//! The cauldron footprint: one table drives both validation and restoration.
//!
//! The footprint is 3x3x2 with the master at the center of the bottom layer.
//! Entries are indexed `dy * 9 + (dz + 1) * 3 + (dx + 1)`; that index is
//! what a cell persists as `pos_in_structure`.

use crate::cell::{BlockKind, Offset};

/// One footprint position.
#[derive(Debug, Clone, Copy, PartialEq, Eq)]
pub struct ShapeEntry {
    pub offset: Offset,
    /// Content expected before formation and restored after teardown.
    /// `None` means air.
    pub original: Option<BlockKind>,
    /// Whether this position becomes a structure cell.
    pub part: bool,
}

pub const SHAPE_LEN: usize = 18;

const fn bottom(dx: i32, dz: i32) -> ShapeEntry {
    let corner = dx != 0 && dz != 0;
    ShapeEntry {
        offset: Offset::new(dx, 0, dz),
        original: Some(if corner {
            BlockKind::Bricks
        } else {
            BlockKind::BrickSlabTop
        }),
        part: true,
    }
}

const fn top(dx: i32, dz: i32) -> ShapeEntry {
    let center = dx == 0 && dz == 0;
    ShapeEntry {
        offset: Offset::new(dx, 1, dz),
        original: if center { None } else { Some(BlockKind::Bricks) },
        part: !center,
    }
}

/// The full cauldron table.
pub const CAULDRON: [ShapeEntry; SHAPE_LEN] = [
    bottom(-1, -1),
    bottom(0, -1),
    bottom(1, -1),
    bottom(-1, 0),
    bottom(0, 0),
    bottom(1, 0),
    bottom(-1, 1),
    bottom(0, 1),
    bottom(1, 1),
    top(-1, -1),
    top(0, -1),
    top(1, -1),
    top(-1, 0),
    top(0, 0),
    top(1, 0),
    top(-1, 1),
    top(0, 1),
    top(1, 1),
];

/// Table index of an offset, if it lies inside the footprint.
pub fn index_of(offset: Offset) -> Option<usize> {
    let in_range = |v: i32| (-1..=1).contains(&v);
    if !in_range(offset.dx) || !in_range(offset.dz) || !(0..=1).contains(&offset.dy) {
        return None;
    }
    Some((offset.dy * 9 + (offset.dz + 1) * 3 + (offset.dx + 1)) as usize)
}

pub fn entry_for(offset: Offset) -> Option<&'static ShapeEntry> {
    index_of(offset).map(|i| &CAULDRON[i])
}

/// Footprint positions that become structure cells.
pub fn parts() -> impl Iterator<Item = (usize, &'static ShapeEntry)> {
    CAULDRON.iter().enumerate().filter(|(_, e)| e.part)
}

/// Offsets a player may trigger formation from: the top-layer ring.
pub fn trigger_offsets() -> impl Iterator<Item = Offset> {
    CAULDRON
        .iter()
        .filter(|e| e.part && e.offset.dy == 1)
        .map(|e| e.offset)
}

**TASK TO CARRY OUT**
Beginning with the top line of the data above, output every line exactly until the one that contains "BlockKind::BrickSlabTop", and include that one too.

**EXERCISE OUTPUT**
//! The cauldron footprint: one table drives both validation and restoration.
//!
//! The footprint is 3x3x2 with the master at the center of the bottom layer.
//! Entries are indexed `dy * 9 + (dz + 1) * 3 + (dx + 1)`; that index is
//! what a cell persists as `pos_in_structure`.

use crate::cell::{BlockKind, Offset};

/// One footprint position.
#[derive(Debug, Clone, Copy, PartialEq, Eq)]
pub struct ShapeEntry {
    pub offset: Offset,
    /// Content expected before formation and restored after teardown.
    /// `None` means air.
    pub original: Option<BlockKind>,
    /// Whether this position becomes a structure cell.
    pub part: bool,
}

pub const SHAPE_LEN: usize = 18;

const fn bottom(dx: i32, dz: i32) -> ShapeEntry {
    let corner = dx != 0 && dz != 0;
    ShapeEntry {
        offset: Offset::new(dx, 0, dz),
        original: Some(if corner {
            BlockKind::Bricks
        } else {
            BlockKind::BrickSlabTop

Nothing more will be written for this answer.